# birds in my water



## ROYCE BOOBS (Aug 27, 2009)

well not mine but in my boys water bowl i always see birds drinking out of it and when i go out there, there is poop in the water. i dont mind changing the water but sometimes im not home and im not leaving my dog without water. so my question is how do you keep birds out of your dogs water bowl?


----------



## jmejiaa (Dec 8, 2009)

ROYCE BOOBS said:


> well not mine but in my boys water bowl i always see birds drinking out of it and when i go out there, there is poop in the water. i dont mind changing the water but sometimes im not home and im not leaving my dog without water. so my question is how do you keep birds out of your dogs water bowl?


I probably won't be much help but here are some ideas.

Is the dog only outside or does it have access to come in? If the dog can come in you can try leaving the water inside.

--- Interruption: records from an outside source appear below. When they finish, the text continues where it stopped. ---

//! SQLite connection pool and migration management.

use std::path::Path;
use std::str::FromStr;

use sqlx::SqlitePool;
use sqlx::migrate::Migrator;
use sqlx::sqlite::{SqliteConnectOptions, SqlitePoolOptions};
use tracing::debug;

use super::movie::SqliteMovieRepository;
use crate::db::{Database, DbError, DbResult};

// Embed migrations from data/sql/sqlite/ at compile time
static MIGRATOR: Migrator = sqlx::migrate!("./data/sql/sqlite");

/// SQLite database implementation backed by an SQLx connection pool.
///
/// Repositories borrow the pool, so a connection is only held for the
/// duration of a single statement.
pub struct SqliteDatabase {
    pool: SqlitePool,
}

impl SqliteDatabase {
    /// Open (or create) a database file at the given path.
    pub async fn open<P: AsRef<Path>>(path: P, max_connections: u32) -> DbResult<Self> {
        let options = SqliteConnectOptions::new()
            .filename(path.as_ref())
            .create_if_missing(true);

        let pool = SqlitePoolOptions::new()
            .max_connections(max_connections)
            .connect_with(options)
            .await
            .map_err(|e| DbError::Connection {
                message: e.to_string(),
            })?;

        debug!(path = %path.as_ref().display(), max_connections, "Opened SQLite pool");
        Ok(Self { pool })
    }

    /// Create an in-memory database (useful for testing).
    ///
    /// The pool holds exactly one connection that is never recycled,
    /// since the data lives only as long as that connection.
    pub async fn in_memory() -> DbResult<Self> {
        let options =
            SqliteConnectOptions::from_str("sqlite::memory:").map_err(|e| DbError::Connection {
                message: e.to_string(),
            })?;

        let pool = SqlitePoolOptions::new()
            .max_connections(1)
            .min_connections(1)
            .idle_timeout(None)
            .max_lifetime(None)
            .connect_with(options)
            .await
            .map_err(|e| DbError::Connection {
                message: e.to_string(),
            })?;

        Ok(Self { pool })
    }

    /// Access the underlying pool for direct queries in tests.
    #[cfg(test)]
    pub(crate) fn pool(&self) -> &SqlitePool {
        &self.pool
    }
}

impl Database for SqliteDatabase {
    type Movies<'a> = SqliteMovieRepository<'a>;

    async fn migrate(&self) -> DbResult<()> {
        MIGRATOR.run(&self.pool).await?;
        Ok(())
    }

    async fn ping(&self) -> DbResult<()> {
        sqlx::query("SELECT 1").execute(&self.pool).await?;
        Ok(())
    }

    fn movies(&self) -> Self::Movies<'_> {
        SqliteMovieRepository { pool: &self.pool }
    }

    async fn close(&self) {
        self.pool.close().await;
        debug!("Closed SQLite pool");
    }
}
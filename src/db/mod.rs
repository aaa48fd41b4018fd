//! Database abstraction layer.
//!
//! This module provides trait-based abstractions for data access,
//! allowing the storage backend to be swapped without changing the
//! service or API layers.
//!
//! # Architecture
//!
//! - `error`: Storage-agnostic error types
//! - `models`: Domain entities (Movie)
//! - `repository`: Trait definitions for data access
//! - `sqlite`: SQLx-backed SQLite implementation

mod error;
mod models;
mod repository;
pub mod sqlite;
pub mod utils;

#[cfg(test)]
mod error_test;

pub use error::{DbError, DbResult};
pub use models::*;
pub use repository::*;
pub use sqlite::SqliteDatabase;
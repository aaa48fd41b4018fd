//! API route configuration.

use axum::Router;
use axum::routing::{delete, get, post, put};
use tower_http::cors::{Any, CorsLayer};
use utoipa::OpenApi;
use utoipa_scalar::{Scalar, Servable};

use super::state::AppState;
use super::v1::{
    self, HealthResponse, MovieResponse, SaveMovieRequest, ServiceResponse, UpdateMovieRequest,
};
use crate::db::Database;

/// Base path of the movie endpoints.
pub const MOVIE_BASE_PATH: &str = "/api/v1/movie";

/// Build routes with generic database type.
///
/// This macro reduces boilerplate when registering handlers that are generic
/// over the Database trait. It applies the turbofish operator automatically.
macro_rules! routes {
    ($D:ty => {
        $($method:ident $path:literal => $($handler:ident)::+),* $(,)?
    }) => {{
        let router = Router::new();
        $(
            let router = router.route($path, $method($($handler)::+::<$D>));
        )*
        router
    }};
}

/// OpenAPI documentation
#[derive(OpenApi)]
#[openapi(
    info(
        title = "Movies API",
        version = "0.1.0",
        description = "Movie catalogue and rental status management",
        license(name = "GPL-2.0")
    ),
    paths(
        v1::health,
        v1::list_movies,
        v1::get_movie,
        v1::save_movie,
        v1::update_movie,
        v1::delete_movie,
        v1::update_rental_status,
    ),
    components(
        schemas(
            HealthResponse,
            MovieResponse,
            SaveMovieRequest,
            UpdateMovieRequest,
            ServiceResponse,
        )
    ),
    tags(
        (name = "system", description = "System health and status endpoints"),
        (name = "movies", description = "Movie management endpoints")
    )
)]
pub struct ApiDoc;

/// Open CORS: any origin, method and header.
fn cors_layer() -> CorsLayer {
    CorsLayer::new()
        .allow_origin(Any)
        .allow_methods(Any)
        .allow_headers(Any)
}

/// Create the API router with OpenAPI documentation
pub fn create_router<D: Database + 'static>(state: AppState<D>) -> Router {
    let api = ApiDoc::openapi();

    let system_routes = routes!(D => {
        get "/health" => v1::health,
    });

    // Movie routes (generic over Database)
    let movie_routes = routes!(D => {
        get "/list" => v1::list_movies,
        get "/{id}" => v1::get_movie,
        post "/save" => v1::save_movie,
        post "/update" => v1::update_movie,
        delete "/delete/{id}" => v1::delete_movie,
        put "/updateEstadoAlquiler/{id}" => v1::update_rental_status,
    });

    system_routes
        .nest(MOVIE_BASE_PATH, movie_routes)
        .merge(Scalar::with_url("/docs", api))
        .layer(cors_layer())
        .with_state(state)
}
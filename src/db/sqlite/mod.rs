//! SQLite implementation of the database traits.
//!
//! This module provides a SQLite-backed implementation of the repository
//! traits defined in the parent module.

mod connection;
mod movie;

#[cfg(test)]
mod connection_test;

pub use connection::SqliteDatabase;
pub use movie::SqliteMovieRepository;
//! Domain models for the movie database.
//!
//! These models are storage-agnostic and represent the core entities
//! used throughout the application.

use chrono::{NaiveDate, NaiveDateTime};
use serde::{Deserialize, Serialize};

/// Storage-assigned integer ID.
pub type Id = i64;

/// A movie in the rental catalogue.
///
/// `id` is assigned by storage on creation. Repositories ignore the `id`
/// of a record passed to `create`, so callers building a new movie can
/// leave it at `0`.
#[derive(Debug, Clone, PartialEq, Eq, Serialize, Deserialize)]
#[serde(rename_all = "camelCase")]
pub struct Movie {
    pub id: Id,
    pub name: String,
    pub cover_url: Option<String>,
    pub description: Option<String>,
    /// Free-form score, conventionally 1 to 10.
    pub score: Option<i32>,
    /// Catalogue status, e.g. "available" or "in-edition".
    pub status: Option<String>,
    /// Rental status, e.g. "rented" or "available".
    pub rental_status: Option<String>,
    pub created_at: Option<NaiveDate>,
    #[serde(default, deserialize_with = "crate::db::utils::deserialize_date_or_datetime")]
    pub modified_at: Option<NaiveDateTime>,
}

impl Movie {
    /// Create an unsaved movie with only a name set.
    pub fn new(name: impl Into<String>) -> Self {
        Self {
            id: 0,
            name: name.into(),
            cover_url: None,
            description: None,
            score: None,
            status: None,
            rental_status: None,
            created_at: None,
            modified_at: None,
        }
    }
}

I'm not sure if this will work but maybe putting a separate bird feeder(water?) close to the water but higher up? Maybe they will just stop there for water and you have now hydrated both the birds and dogs 

Other than that I would guess putting something in the water that birds don't like but wouldn't be bad for the dog...Not sure if that exists.


----------



## x-Marky-x (Mar 2, 2010)

We use grape juice, put just a little bit in the dogs water, and it should drive the birds away.


----------



## MetalGirl30 (Apr 15, 2008)

Didn't someone else on her have the same problem or was it with the dog's food...Well anyways is there a place that you could put it that the birds can't get to? Have you thought about putting a bird bath or something up so they will go to it instead?


----------



## x-Marky-x (Mar 2, 2010)

You can also put the water under something, as birds like to have a vertical escape route.


----------



## performanceknls (Apr 4, 2009)

Birds can carry all kind of nasty things in their poop everything from worms to coccidia. I suggest meeting the birds in the middle, give the birds a birdbath someone where in your yard. A big round plastic drain pain for planters works great. They are usually a rust color and that is what we have used in the past, cheap and easy to clean. elevate it some way like on top of a stump or something and put a big rock in the middle to keep it in place. Give the birds fresh water when you water your dog and they will stay out of his bucket if they have a big dish to play in. Big I mean like 2 feet across or bigger.

This is a cheap and easy way to get them out of his water and it just takes seconds to fill up with your hose.


----------



## ROYCE BOOBS (Aug 27, 2009)

my boy is outside during most of the day and inside at night. 
all these suggestions are nice im thinking about doing the bird bath 
thank you all if anyone else has any other suggestions please let me know =)


----------